Synergistic induction of osteocalcin gene expression: identification of a bipartite element conferring fibroblast growth factor 2 and cyclic AMP responsiveness in the rat osteocalcin promoter.

Fibroblast growth factors (FGFs) are important regulators of calvarial osteoblast growth and differentiation. We have studied the regulation of the osteoblast-specific gene osteocalcin (OC) by FGF2 in phenotypically immature MC3T3-E1 calvarial osteoblastic cells. FGF2 markedly induces OC mRNA accumulation in MC3T3-E1 cells in the presence of forskolin (FSK). Similarly, OC promoter activity (luciferase reporter) is up-regulated 6-10-fold by FGF2/FSK or by FGF2/8-bromo cyclic AMP. Half-maximal induction of OC promoter activity occurs at 1 nM FGF2. By 5' deletion analysis and dinucleotide point mutations, we map one component of this FGF2/FSK response to a GCAGTCA motif in the region -144 to -138 relative to the OC transcription initiation site. The OC promoter region -154 to -90 confers FGF2/FSK responsiveness on the Rous sarcoma virus minimal promoter. By 3' and internal deletion analyses, the region between -90 to -99 is also found to be necessary for FGF2/FSK synergy (encodes a PuGGTCA motif previously identified as a component of FSK induction).

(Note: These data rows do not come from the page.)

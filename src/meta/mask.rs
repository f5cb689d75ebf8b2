//! Visibility mask and the descriptors derived from it.
//!
//! The mask is a boolean grid over a luminance+alpha view of a bitmap:
//! `true` means "ink". Centroid and padding read the mask; transparency
//! reads the alpha channel directly with its own, looser threshold.

use image::GrayAlphaImage;

use crate::meta::{Centroid, Padding};

/// Binary visibility grid over a bitmap's pixels.
///
/// Derived per computation and discarded; never persisted.
pub struct VisibilityMask {
    width: u32,
    height: u32,
    bits: Vec<bool>,
}

impl VisibilityMask {
    /// Classify every pixel of `image` against `threshold`.
    ///
    /// With `use_alpha` set, a pixel is ink when its alpha is strictly
    /// greater than the threshold; otherwise its luminance decides. Callers
    /// whose source never had a real alpha channel should pass `use_alpha:
    /// false` so fully-opaque conversions fall back to luminance.
    pub fn build(image: &GrayAlphaImage, threshold: u8, use_alpha: bool) -> Self {
        let (width, height) = image.dimensions();
        let mut bits = vec![false; width as usize * height as usize];

        for (bit, pixel) in bits.iter_mut().zip(image.pixels()) {
            let [luma, alpha] = pixel.0;
            let value = if use_alpha { alpha } else { luma };
            *bit = value > threshold;
        }

        Self {
            width,
            height,
            bits,
        }
    }

    #[inline]
    fn get(&self, x: u32, y: u32) -> bool {
        self.bits[y as usize * self.width as usize + x as usize]
    }

    /// Visual center of mass in percentage coordinates, snapped to `grid`.
    ///
    /// The mean pixel position of all ink converts to percent of canvas,
    /// then each coordinate snaps independently to the nearest grid
    /// multiple. An empty mask falls back to the geometric center before
    /// snapping. Snapped values are not clamped to 100.
    pub fn centroid(&self, grid: u32) -> Centroid {
        let mut count: u64 = 0;
        let mut sum_x: u64 = 0;
        let mut sum_y: u64 = 0;

        for y in 0..self.height {
            for x in 0..self.width {
                if self.get(x, y) {
                    count += 1;
                    sum_x += u64::from(x);
                    sum_y += u64::from(y);
                }
            }
        }

        let (mean_x, mean_y) = if count == 0 {
            (f64::from(self.width) / 2.0, f64::from(self.height) / 2.0)
        } else {
            (sum_x as f64 / count as f64, sum_y as f64 / count as f64)
        };

        let percent_x = mean_x / f64::from(self.width) * 100.0;
        let percent_y = mean_y / f64::from(self.height) * 100.0;

        Centroid(snap(percent_x, grid), snap(percent_y, grid))
    }

    /// Ink bounding box as `[top, right, bottom, left]` percentages.
    ///
    /// The far edges subtract one extra pixel; downstream consumers expect
    /// that exact arithmetic. An empty mask is full-bleed `[0, 0, 0, 0]`,
    /// not the centroid's center fallback.
    pub fn padding(&self) -> Padding {
        let mut min_x = u32::MAX;
        let mut max_x = 0;
        let mut min_y = u32::MAX;
        let mut max_y = 0;
        let mut any = false;

        for y in 0..self.height {
            for x in 0..self.width {
                if self.get(x, y) {
                    any = true;
                    min_x = min_x.min(x);
                    max_x = max_x.max(x);
                    min_y = min_y.min(y);
                    max_y = max_y.max(y);
                }
            }
        }

        if !any {
            return Padding(0, 0, 0, 0);
        }

        let width = f64::from(self.width);
        let height = f64::from(self.height);
        let top = (f64::from(min_y) / height * 100.0).round() as u32;
        let right = ((width - f64::from(max_x) - 1.0) / width * 100.0).round() as u32;
        let bottom = ((height - f64::from(max_y) - 1.0) / height * 100.0).round() as u32;
        let left = (f64::from(min_x) / width * 100.0).round() as u32;

        Padding(top, right, bottom, left)
    }
}

/// Snap a percentage to the nearest multiple of `grid`.
#[inline]
fn snap(value: f64, grid: u32) -> u32 {
    let grid = f64::from(grid);
    ((value / grid).round() * grid) as u32
}

/// Report whether any pixel's alpha is strictly below `threshold`.
///
/// Uses a much looser cutoff than the mask's ink threshold, so nearly-opaque
/// antialiased edges already count as transparency.
pub fn detect_transparency(image: &GrayAlphaImage, threshold: u8) -> bool {
    image.pixels().any(|pixel| pixel.0[1] < threshold)
}

// ============================================================================
// Tests
// ============================================================================
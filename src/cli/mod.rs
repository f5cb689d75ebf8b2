//! Command-line interface module.

mod args;
pub mod extract;
pub mod palette;

pub use args::{Cli, Commands, ExtractArgs, PaletteArgs};
//! Engine error taxonomy.

use thiserror::Error;

/// Errors produced by the extraction engine
///
/// Every variant is per-item: a failed input never aborts a batch, and the
/// engine never returns a partial record alongside an error.
#[derive(Debug, Error)]
pub enum MetaError {
    /// The MIME type could not be resolved from the declared value or the
    /// content bytes.
    #[error("unable to determine image type")]
    UnknownType,

    /// The resolved type is not a supported image family.
    #[error("unsupported media type `{0}`")]
    UnsupportedType(String),

    /// Vector markup is not well-formed XML.
    #[error("SVG markup is not well-formed")]
    Parse(#[from] quick_xml::Error),

    /// Raster bytes could not be decoded as an image.
    #[error("failed to decode raster image")]
    Decode(#[from] image::ImageError),

    /// Vector-to-raster conversion failed.
    #[error("failed to render SVG: {0}")]
    Render(String),
}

A DNA binding activity that recognizes the region -148 to -125 of the rat OC promoter is induced in crude nuclear extracts from MC3T3-E1 cells treated with FGF2 or FGF2/FSK. This binding activity is sequence-specific and does not recognize the TCAGTCA DNA cognate of AP1. Members of the ATF, Fos, and Jun family are not immunologically detected in this inducible DNA binding activity. However, transient co-expression of ATF3 but not ATF2 selectively attenuates the FGF2 component of induction. Thus, a novel FGF2-regulated DNA-protein interaction in the OC promoter participates in the transcriptional control of OC expression by FGF and cyclic AMP in MC3T3-E1 calvarial osteoblasts.